In the wake of Covid-19, the Foundation created an online platform for Eco-Schools to submit applications in advance of site visits conducted by Regional Environmental and Sustainable Development Education and Training Committees, which support and guide participating Eco-Schools in implementing the program.
For the third year in a row, the jury also deliberated on the “Once upon a time, an Eco-School” Best Practices Competition, the first being held during the COP22 in 2016 before a second edition in 2021. The idea is for participating young people to showcase best practices implemented at their Eco-Schools in a three-minute maximum video. Biodiversity was this year’s topic, as proposed by the Environmental Education Foundation, who created the Eco-Schools program and put forward the new GAIA 2030 strategy to raise children’s awareness on the climate emergency.

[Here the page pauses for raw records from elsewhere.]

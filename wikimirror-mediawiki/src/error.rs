//! Error types for wikimirror-mediawiki.

use thiserror::Error;

use wikimirror_core::{ProviderError, Site};

/// Errors from talking to a MediaWiki Action API endpoint.
#[derive(Debug, Error)]
pub enum MediaWikiError {
    /// HTTP status or transport failure.
    #[error("HTTP error: {0}")]
    Http(#[from] Box<ureq::Error>),

    /// Reading the response body failed.
    #[error("response read error: {0}")]
    Io(#[from] std::io::Error),

    /// The body was not the JSON shape the API documents.
    #[error("unexpected response: {0}")]
    Json(#[from] serde_json::Error),

    /// The API reported an error object.
    #[error("API error {code}: {info}")]
    Api { code: String, info: String },

    /// A response lacked a field the protocol requires.
    #[error("protocol error: {0}")]
    Protocol(String),
}

impl From<ureq::Error> for MediaWikiError {
    fn from(err: ureq::Error) -> Self {
        Self::Http(Box::new(err))
    }
}

impl MediaWikiError {
    pub(crate) fn protocol(msg: impl Into<String>) -> Self {
        Self::Protocol(msg.into())
    }

    /// Attach the site and lift into the provider-level error.
    pub fn into_provider(self, site: &Site) -> ProviderError {
        match self {
            MediaWikiError::Api { code, info } => ProviderError::Api {
                site: site.clone(),
                code,
                info,
            },
            other => ProviderError::Transport {
                site: site.clone(),
                source: Box::new(other),
            },
        }
    }
}
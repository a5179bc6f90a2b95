//! Error types for wikimirror-core.

use std::path::PathBuf;

use thiserror::Error;

use crate::types::{Site, Title};

/// Errors from loading a mirror configuration file.
#[derive(Debug, Error)]
pub enum ConfigError {
    #[error("configuration not found: {path}")]
    NotFound { path: PathBuf },

    #[error("failed to parse configuration {path}: {source}")]
    Parse {
        path: PathBuf,
        #[source]
        source: serde_json::Error,
    },

    #[error("I/O error reading configuration {path}: {source}")]
    Io {
        path: PathBuf,
        #[source]
        source: std::io::Error,
    },
}

/// Errors reported by a [`ContentProvider`](crate::provider::ContentProvider).
#[derive(Debug, Error)]
pub enum ProviderError {
    /// The page or file does not exist where the operation needs it.
    #[error("{title} does not exist on {site}")]
    Missing { site: Site, title: Title },

    /// The wiki answered with an API-level error.
    #[error("{site} rejected the request ({code}): {info}")]
    Api {
        site: Site,
        code: String,
        info: String,
    },

    /// Login was refused or no credentials were available.
    #[error("login to {site} failed: {reason}")]
    Authentication { site: Site, reason: String },

    /// Network or protocol failure below the API layer.
    #[error("transport error talking to {site}: {source}")]
    Transport {
        site: Site,
        #[source]
        source: Box<dyn std::error::Error + Send + Sync>,
    },
}

impl ProviderError {
    pub fn missing(site: &Site, title: &Title) -> Self {
        Self::Missing {
            site: site.clone(),
            title: title.clone(),
        }
    }
}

Of a total of 67 videos reviewed, the jury recognized 21 from eight Regional Education and Training Academies, in which 115 students, 21 supervisors and 21 principals actively participated, all winners of the competition. The awarded films’ best practices were published online to the ecoecoles.ma website.

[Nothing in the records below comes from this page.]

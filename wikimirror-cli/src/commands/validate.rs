//! `wikimirror validate`: parse configurations and compile their patterns.

use std::path::PathBuf;

use anyhow::{bail, Result};
use clap::Args;
use colored::Colorize;

use wikimirror_sync::pipeline;

/// Arguments for `wikimirror validate`.
#[derive(Args, Debug)]
pub struct ValidateArgs {
    /// Mirror configuration files to check.
    #[arg(required = true, value_name = "CONFIG")]
    pub configs: Vec<PathBuf>,
}

impl ValidateArgs {
    pub fn run(self) -> Result<()> {
        let mut failed = 0;
        for path in &self.configs {
            match pipeline::validate(path) {
                Ok(cfg) => println!(
                    "{} {}: {} → {}, {} pages, {} categories, {} modification rules",
                    "✓".green(),
                    path.display(),
                    cfg.sites.src,
                    cfg.sites.dst,
                    cfg.pages.len(),
                    cfg.categories.len(),
                    cfg.modifications.len()
                ),
                Err(err) => {
                    failed += 1;
                    println!("{} {}: {err}", "✗".red(), path.display());
                }
            }
        }
        if failed > 0 {
            bail!("{failed} of {} configuration file(s) invalid", self.configs.len());
        }
        Ok(())
    }
}
//! Category selectors → concrete page titles.

use wikimirror_core::types::ns;
use wikimirror_core::{CategorySelector, ContentProvider, Site, Title, TitleSet};

use crate::error::SyncError;

/// `Category:`-qualified form of a selector title (`"Physics"` →
/// `"Category:Physics"`). Titles already carrying a known category prefix,
/// localised ones included, are kept as written.
pub fn category_title(title: &Title) -> Title {
    if title.namespace() == ns::CATEGORY {
        title.clone()
    } else {
        Title::new(format!("Category:{title}"))
    }
}

/// Titles selected by one category selector.
///
/// The category page itself is always part of the result. A missing or empty
/// category yields just that title.
pub fn expand<P: ContentProvider + ?Sized>(
    provider: &P,
    site: &Site,
    selector: &CategorySelector,
) -> Result<TitleSet, SyncError> {
    let category = category_title(&selector.title);
    tracing::info!("Retrieve pages from {category}");
    let mut titles =
        provider.list_category_members(site, &category, &selector.namespaces, selector.recurse)?;
    tracing::debug!("{category}: {} members", titles.len());
    titles.insert(category);
    Ok(titles)
}

/// `pages` plus the expansion of every selector.
pub fn expand_all<P: ContentProvider + ?Sized>(
    provider: &P,
    site: &Site,
    pages: TitleSet,
    selectors: &[CategorySelector],
) -> Result<TitleSet, SyncError> {
    let mut all = pages;
    for selector in selectors {
        all.extend(expand(provider, site, selector)?);
    }
    Ok(all)
}

#[cfg(test)]
mod tests {
    use super::*;
    use wikimirror_core::{MemoryProvider, NamespaceFilter};

    fn src() -> Site {
        Site::new("wikipedia", "en")
    }

    fn provider() -> MemoryProvider {
        MemoryProvider::new()
            .with_category(
                &src(),
                "Category:Physics",
                &["Energy", "Wikipedia:Physics portal", "Category:Optics"],
            )
            .with_category(&src(), "Category:Optics", &["Lens", "Template:Optics"])
    }

    #[test]
    fn bare_title_gets_category_prefix() {
        assert_eq!(
            category_title(&Title::new("Physics")),
            Title::new("Category:Physics")
        );
        assert_eq!(
            category_title(&Title::new("Category:Physics")),
            Title::new("Category:Physics")
        );
    }

    #[test]
    fn localised_category_prefix_is_kept() {
        assert_eq!(
            category_title(&Title::new("Catégorie:Physique")),
            Title::new("Catégorie:Physique")
        );
        assert_eq!(
            category_title(&Title::new("kategorie:Physik")),
            Title::new("kategorie:Physik")
        );
    }

    #[test]
    fn direct_members_restricted_to_namespace() {
        let sel = CategorySelector::new("Physics", NamespaceFilter::only([0]), false);
        let titles = expand(&provider(), &src(), &sel).unwrap();
        assert_eq!(
            titles,
            ["Category:Physics", "Energy"].into_iter().collect::<TitleSet>()
        );
    }

    #[test]
    fn recursion_adds_subcategory_members_with_same_filter() {
        let sel = CategorySelector::new("Category:Physics", NamespaceFilter::only([0]), true);
        let titles = expand(&provider(), &src(), &sel).unwrap();
        assert_eq!(
            titles,
            ["Category:Physics", "Energy", "Lens"]
                .into_iter()
                .collect::<TitleSet>()
        );
    }

    #[test]
    fn missing_category_yields_only_its_own_title() {
        let sel = CategorySelector::new("Nowhere", NamespaceFilter::all(), true);
        let titles = expand(&provider(), &src(), &sel).unwrap();
        assert_eq!(titles, ["Category:Nowhere"].into_iter().collect::<TitleSet>());
    }

    #[test]
    fn expand_all_unions_with_explicit_pages() {
        let selectors = [
            CategorySelector::new("Physics", NamespaceFilter::only([0]), false),
            CategorySelector::new("Optics", NamespaceFilter::all(), false),
        ];
        let pages: TitleSet = ["Energy", "Main Page"].into_iter().collect();
        let all = expand_all(&provider(), &src(), pages, &selectors).unwrap();
        assert_eq!(
            all,
            [
                "Category:Optics",
                "Category:Physics",
                "Energy",
                "Lens",
                "Main Page",
                "Template:Optics"
            ]
            .into_iter()
            .collect::<TitleSet>()
        );
    }
}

Best practices showcased varied widely. These ranged from the sorting and recycling of catering waste to feed animals on a small educational farm, to involving special needs students in theatre productions that raise awareness on biodiversity, to establishing environmental libraries in schools, to exhibitions on plant and animal biodiversity and a number of field trips.
Eco-Schools & Green Flag, a global program active in 74 countries
Eco-Schools centers around an educational resource available at www.ecoecoles.ma. The aim is to instill concepts of environmental education and sustainable development, eco-citizen behavior and environmentally friendly lifestyles in school children. This international program launched by the Foundation for Environmental Education (FEE) aims to educate and raise awareness among schoolchildren on environmental preservation. Program educational content is both fun and action-oriented.

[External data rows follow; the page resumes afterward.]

//! Domain types shared by the mirror engine and its content providers.
//!
//! Everything here is a transient, per-run value: titles are recomputed from
//! the configuration and the source wiki on every invocation.

use std::collections::btree_set;
use std::collections::BTreeSet;
use std::fmt;
use std::path::{Path, PathBuf};

use serde::{Deserialize, Deserializer, Serialize};

// ---------------------------------------------------------------------------
// Namespaces
// ---------------------------------------------------------------------------

/// Well-known MediaWiki namespace numbers.
pub mod ns {
    pub const MAIN: i32 = 0;
    pub const TALK: i32 = 1;
    pub const USER: i32 = 2;
    pub const PROJECT: i32 = 4;
    pub const FILE: i32 = 6;
    pub const MEDIAWIKI: i32 = 8;
    pub const TEMPLATE: i32 = 10;
    pub const HELP: i32 = 12;
    pub const CATEGORY: i32 = 14;
    pub const MODULE: i32 = 828;
}

/// Namespace names recognised without asking the wiki: the canonical
/// English names plus the File, Template and Category names of the larger
/// language editions. A localised name missing here parses as a
/// main-namespace title; such selectors must use the canonical prefix.
const CANONICAL_PREFIXES: &[(&str, i32)] = &[
    ("talk", ns::TALK),
    ("user", ns::USER),
    ("user talk", 3),
    ("project", ns::PROJECT),
    ("wikipedia", ns::PROJECT),
    ("file", ns::FILE),
    ("image", ns::FILE),
    ("mediawiki", ns::MEDIAWIKI),
    ("template", ns::TEMPLATE),
    ("help", ns::HELP),
    ("category", ns::CATEGORY),
    ("module", ns::MODULE),
    // de
    ("datei", ns::FILE),
    ("vorlage", ns::TEMPLATE),
    ("kategorie", ns::CATEGORY),
    // es
    ("archivo", ns::FILE),
    ("plantilla", ns::TEMPLATE),
    ("categoría", ns::CATEGORY),
    // fr
    ("fichier", ns::FILE),
    ("modèle", ns::TEMPLATE),
    ("catégorie", ns::CATEGORY),
    // it, pt
    ("predefinição", ns::TEMPLATE),
    ("categoria", ns::CATEGORY),
    ("ficheiro", ns::FILE),
    ("arquivo", ns::FILE),
    // nl
    ("bestand", ns::FILE),
    ("sjabloon", ns::TEMPLATE),
    ("categorie", ns::CATEGORY),
    // ru
    ("файл", ns::FILE),
    ("шаблон", ns::TEMPLATE),
    ("категория", ns::CATEGORY),
];

// ---------------------------------------------------------------------------
// Title
// ---------------------------------------------------------------------------

/// Namespace-qualified page title, unique within one wiki.
///
/// Underscores are folded to spaces and surrounding whitespace is trimmed, so
/// `Main_Page` and `Main Page` compare equal.
#[derive(Debug, Clone, PartialEq, Eq, PartialOrd, Ord, Hash, Serialize)]
#[serde(transparent)]
pub struct Title(String);

impl Title {
    pub fn new(raw: impl AsRef<str>) -> Self {
        Self(raw.as_ref().replace('_', " ").trim().to_owned())
    }

    pub fn as_str(&self) -> &str {
        &self.0
    }

    /// Namespace number derived from a known prefix (see `CANONICAL_PREFIXES`).
    ///
    /// Unknown prefixes (including titles that merely contain a colon) are
    /// treated as main-namespace titles.
    pub fn namespace(&self) -> i32 {
        let Some((prefix, _)) = self.0.split_once(':') else {
            return ns::MAIN;
        };
        let prefix = prefix.trim().to_lowercase();
        CANONICAL_PREFIXES
            .iter()
            .find(|(name, _)| *name == prefix)
            .map_or(ns::MAIN, |(_, number)| *number)
    }
}

impl fmt::Display for Title {
    fn fmt(&self, f: &mut fmt::Formatter<'_>) -> fmt::Result {
        self.0.fmt(f)
    }
}

impl From<String> for Title {
    fn from(s: String) -> Self {
        Self::new(s)
    }
}

impl From<&str> for Title {
    fn from(s: &str) -> Self {
        Self::new(s)
    }
}

impl<'de> Deserialize<'de> for Title {
    fn deserialize<D: Deserializer<'de>>(deserializer: D) -> Result<Self, D::Error> {
        String::deserialize(deserializer).map(Self::new)
    }
}

impl AsRef<str> for Title {
    fn as_ref(&self) -> &str {
        &self.0
    }
}

// ---------------------------------------------------------------------------
// TitleSet
// ---------------------------------------------------------------------------

/// Deduplicated set of titles with a deterministic (sorted) iteration order.
#[derive(Debug, Clone, Default, PartialEq, Eq, Serialize, Deserialize)]
#[serde(transparent)]
pub struct TitleSet(BTreeSet<Title>);

impl TitleSet {
    pub fn new() -> Self {
        Self::default()
    }

    /// Returns `true` if the title was not already present.
    pub fn insert(&mut self, title: Title) -> bool {
        self.0.insert(title)
    }

    pub fn contains(&self, title: &Title) -> bool {
        self.0.contains(title)
    }

    pub fn len(&self) -> usize {
        self.0.len()
    }

    pub fn is_empty(&self) -> bool {
        self.0.is_empty()
    }

    pub fn iter(&self) -> btree_set::Iter<'_, Title> {
        self.0.iter()
    }
}

impl FromIterator<Title> for TitleSet {
    fn from_iter<I: IntoIterator<Item = Title>>(iter: I) -> Self {
        Self(iter.into_iter().collect())
    }
}

impl<'a> FromIterator<&'a str> for TitleSet {
    fn from_iter<I: IntoIterator<Item = &'a str>>(iter: I) -> Self {
        Self(iter.into_iter().map(Title::new).collect())
    }
}

impl Extend<Title> for TitleSet {
    fn extend<I: IntoIterator<Item = Title>>(&mut self, iter: I) {
        self.0.extend(iter);
    }
}

impl IntoIterator for TitleSet {
    type Item = Title;
    type IntoIter = btree_set::IntoIter<Title>;

    fn into_iter(self) -> Self::IntoIter {
        self.0.into_iter()
    }
}

impl<'a> IntoIterator for &'a TitleSet {
    type Item = &'a Title;
    type IntoIter = btree_set::Iter<'a, Title>;

    fn into_iter(self) -> Self::IntoIter {
        self.0.iter()
    }
}

// ---------------------------------------------------------------------------
// Site
// ---------------------------------------------------------------------------

/// One wiki instance, identified by `(family, code)`.
///
/// `api` optionally pins the Action API endpoint; it does not take part in
/// identity.
#[derive(Debug, Clone, Serialize, Deserialize)]
pub struct Site {
    #[serde(rename = "fam")]
    pub family: String,
    pub code: String,
    #[serde(default, skip_serializing_if = "Option::is_none")]
    pub api: Option<String>,
}

impl Site {
    pub fn new(family: impl Into<String>, code: impl Into<String>) -> Self {
        Self {
            family: family.into(),
            code: code.into(),
            api: None,
        }
    }

    pub fn with_api(mut self, api: impl Into<String>) -> Self {
        self.api = Some(api.into());
        self
    }

    /// Action API endpoint: the pinned `api` URL, or the conventional
    /// `https://{code}.{family}.org/w/api.php`.
    pub fn api_url(&self) -> String {
        match &self.api {
            Some(url) => url.clone(),
            None => format!("https://{}.{}.org/w/api.php", self.code, self.family),
        }
    }
}

impl PartialEq for Site {
    fn eq(&self, other: &Self) -> bool {
        self.family == other.family && self.code == other.code
    }
}

impl Eq for Site {}

impl std::hash::Hash for Site {
    fn hash<H: std::hash::Hasher>(&self, state: &mut H) {
        self.family.hash(state);
        self.code.hash(state);
    }
}

impl fmt::Display for Site {
    fn fmt(&self, f: &mut fmt::Formatter<'_>) -> fmt::Result {
        write!(f, "{}:{}", self.family, self.code)
    }
}

// ---------------------------------------------------------------------------
// Content snapshots
// ---------------------------------------------------------------------------

/// Read-only snapshot of a page. Re-read after any write.
#[derive(Debug, Clone, PartialEq, Eq)]
pub struct PageContent {
    pub title: Title,
    pub text: String,
    pub exists: bool,
    pub is_redirect: bool,
    pub redirect_target: Option<Title>,
    /// The site the provider actually resolved the title on. Differs from
    /// the requested site for interwiki/interlanguage titles.
    pub resolved_site: Site,
}

impl PageContent {
    /// Snapshot of a page that does not exist on `site`.
    pub fn missing(site: &Site, title: &Title) -> Self {
        Self {
            title: title.clone(),
            text: String::new(),
            exists: false,
            is_redirect: false,
            redirect_target: None,
            resolved_site: site.clone(),
        }
    }
}

/// Metadata of a file description page and its media.
#[derive(Debug, Clone, PartialEq, Eq)]
pub struct FileMetadata {
    pub title: Title,
    pub exists: bool,
    pub source_url: Option<String>,
    pub description: String,
    pub comment: String,
}

impl FileMetadata {
    pub fn missing(title: &Title) -> Self {
        Self {
            title: title.clone(),
            exists: false,
            source_url: None,
            description: String::new(),
            comment: String::new(),
        }
    }
}

/// A new file to create on a destination wiki.
#[derive(Debug, Clone, PartialEq, Eq)]
pub struct FileUpload {
    pub source_url: String,
    pub comment: String,
    pub description: String,
}

// ---------------------------------------------------------------------------
// Configuration-level selectors and rules
// ---------------------------------------------------------------------------

/// Namespaces a category expansion is restricted to. Empty means all.
#[derive(Debug, Clone, Default, PartialEq, Eq, Serialize)]
#[serde(transparent)]
pub struct NamespaceFilter(Vec<i32>);

impl NamespaceFilter {
    pub fn all() -> Self {
        Self::default()
    }

    pub fn only(namespaces: impl IntoIterator<Item = i32>) -> Self {
        Self(namespaces.into_iter().collect())
    }

    pub fn allows(&self, namespace: i32) -> bool {
        self.0.is_empty() || self.0.contains(&namespace)
    }

    pub fn namespaces(&self) -> &[i32] {
        &self.0
    }
}

impl<'de> Deserialize<'de> for NamespaceFilter {
    fn deserialize<D: Deserializer<'de>>(deserializer: D) -> Result<Self, D::Error> {
        #[derive(Deserialize)]
        #[serde(untagged)]
        enum Raw {
            One(i32),
            Many(Vec<i32>),
        }
        Ok(match Option::<Raw>::deserialize(deserializer)? {
            None => Self::all(),
            Some(Raw::One(n)) => Self(vec![n]),
            Some(Raw::Many(list)) => Self(list),
        })
    }
}

/// Declares which members of a category take part in the mirror.
#[derive(Debug, Clone, PartialEq, Eq, Serialize, Deserialize)]
pub struct CategorySelector {
    pub title: Title,
    #[serde(default, rename = "namespace")]
    pub namespaces: NamespaceFilter,
    #[serde(default, deserialize_with = "bool_or_int")]
    pub recurse: bool,
}

impl CategorySelector {
    pub fn new(title: impl Into<Title>, namespaces: NamespaceFilter, recurse: bool) -> Self {
        Self {
            title: title.into(),
            namespaces,
            recurse,
        }
    }
}

/// One regex substitution. `repl` refers to groups as `\1` or `\g<name>`;
/// `$` is literal.
#[derive(Debug, Clone, PartialEq, Eq, Serialize, Deserialize)]
pub struct Substitution {
    pub pattern: String,
    pub repl: String,
}

impl Substitution {
    pub fn new(pattern: impl Into<String>, repl: impl Into<String>) -> Self {
        Self {
            pattern: pattern.into(),
            repl: repl.into(),
        }
    }
}

/// Ordered substitutions applied to destination pages whose title matches
/// `pages`. Patterns are kept as source text and compiled when applied.
#[derive(Debug, Clone, PartialEq, Eq, Serialize, Deserialize)]
pub struct ModificationRule {
    #[serde(rename = "pages")]
    pub page_pattern: String,
    #[serde(default)]
    pub substitutions: Vec<Substitution>,
}

impl ModificationRule {
    pub fn new(page_pattern: impl Into<String>, substitutions: Vec<Substitution>) -> Self {
        Self {
            page_pattern: page_pattern.into(),
            substitutions,
        }
    }
}

fn bool_or_int<'de, D: Deserializer<'de>>(deserializer: D) -> Result<bool, D::Error> {
    #[derive(Deserialize)]
    #[serde(untagged)]
    enum Raw {
        Bool(bool),
        Int(i64),
    }
    Ok(match Raw::deserialize(deserializer)? {
        Raw::Bool(b) => b,
        Raw::Int(n) => n != 0,
    })
}

// ---------------------------------------------------------------------------
// SyncOptions
// ---------------------------------------------------------------------------

/// Run options for one mirror invocation.
///
/// Fields are private so the template invariant holds for every value:
/// dependency sync is only ever on while template sync is on.
#[derive(Debug, Clone, PartialEq, Eq)]
pub struct SyncOptions {
    force: bool,
    sync_templates: bool,
    sync_template_dependencies: bool,
    upload_files: bool,
    dry_run: bool,
    export_dir: PathBuf,
}

impl Default for SyncOptions {
    fn default() -> Self {
        Self::new(".")
    }
}

impl SyncOptions {
    /// Everything enabled except `force` and `dry_run`.
    pub fn new(export_dir: impl Into<PathBuf>) -> Self {
        Self {
            force: false,
            sync_templates: true,
            sync_template_dependencies: true,
            upload_files: true,
            dry_run: false,
            export_dir: export_dir.into(),
        }
    }

    pub fn with_force(mut self, force: bool) -> Self {
        self.force = force;
        self
    }

    /// Turning templates off also turns template dependencies off.
    pub fn with_sync_templates(mut self, enabled: bool) -> Self {
        self.sync_templates = enabled;
        if !enabled {
            self.sync_template_dependencies = false;
        }
        self
    }

    /// Turning dependencies on also turns templates on.
    pub fn with_sync_template_dependencies(mut self, enabled: bool) -> Self {
        self.sync_template_dependencies = enabled;
        if enabled {
            self.sync_templates = true;
        }
        self
    }

    pub fn with_upload_files(mut self, enabled: bool) -> Self {
        self.upload_files = enabled;
        self
    }

    pub fn with_dry_run(mut self, dry_run: bool) -> Self {
        self.dry_run = dry_run;
        self
    }

    pub fn force(&self) -> bool {
        self.force
    }

    pub fn sync_templates(&self) -> bool {
        self.sync_templates
    }

    pub fn sync_template_dependencies(&self) -> bool {
        self.sync_template_dependencies
    }

    pub fn upload_files(&self) -> bool {
        self.upload_files
    }

    pub fn dry_run(&self) -> bool {
        self.dry_run
    }

    pub fn export_dir(&self) -> &Path {
        &self.export_dir
    }
}

// ---------------------------------------------------------------------------
// Tests
// ---------------------------------------------------------------------------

Each school follows a seven-step path for change that engages students in environmental actions and practices wherever possible. The process ultimately leads to visible improvements in both learning outcomes, student and community behavior, and eventually the environment. Schools are awarded a Green Flag label upon completion of the process.
The path to a Green Flag requires consistency and perseverance. To earn the label, eco-schools must address three priority areas: waste management and water and energy efficiency. To renew the label, schools must address four other priorities: biodiversity preservation, healthy eating, solidarity and climate change.
In tackling these themes, the Eco-Schools program uses a hands-on approach, based on experimentation and field work, to raise awareness among schoolchildren on environmental preservation and sustainable development.
The Eco-Schools program is a flagship program of the Foundation for Environmental Education (FEE). Currently, 74 countries worldwide have implemented the program. The Mohammed VI Foundation for Environmental Protection (www.fm6e.org) introduced the program to Morocco in 2006 in partnership with the Ministry of National Education, Pre-school and Sports. A total 3300 schools are now enrolled, almost half of which in rural areas.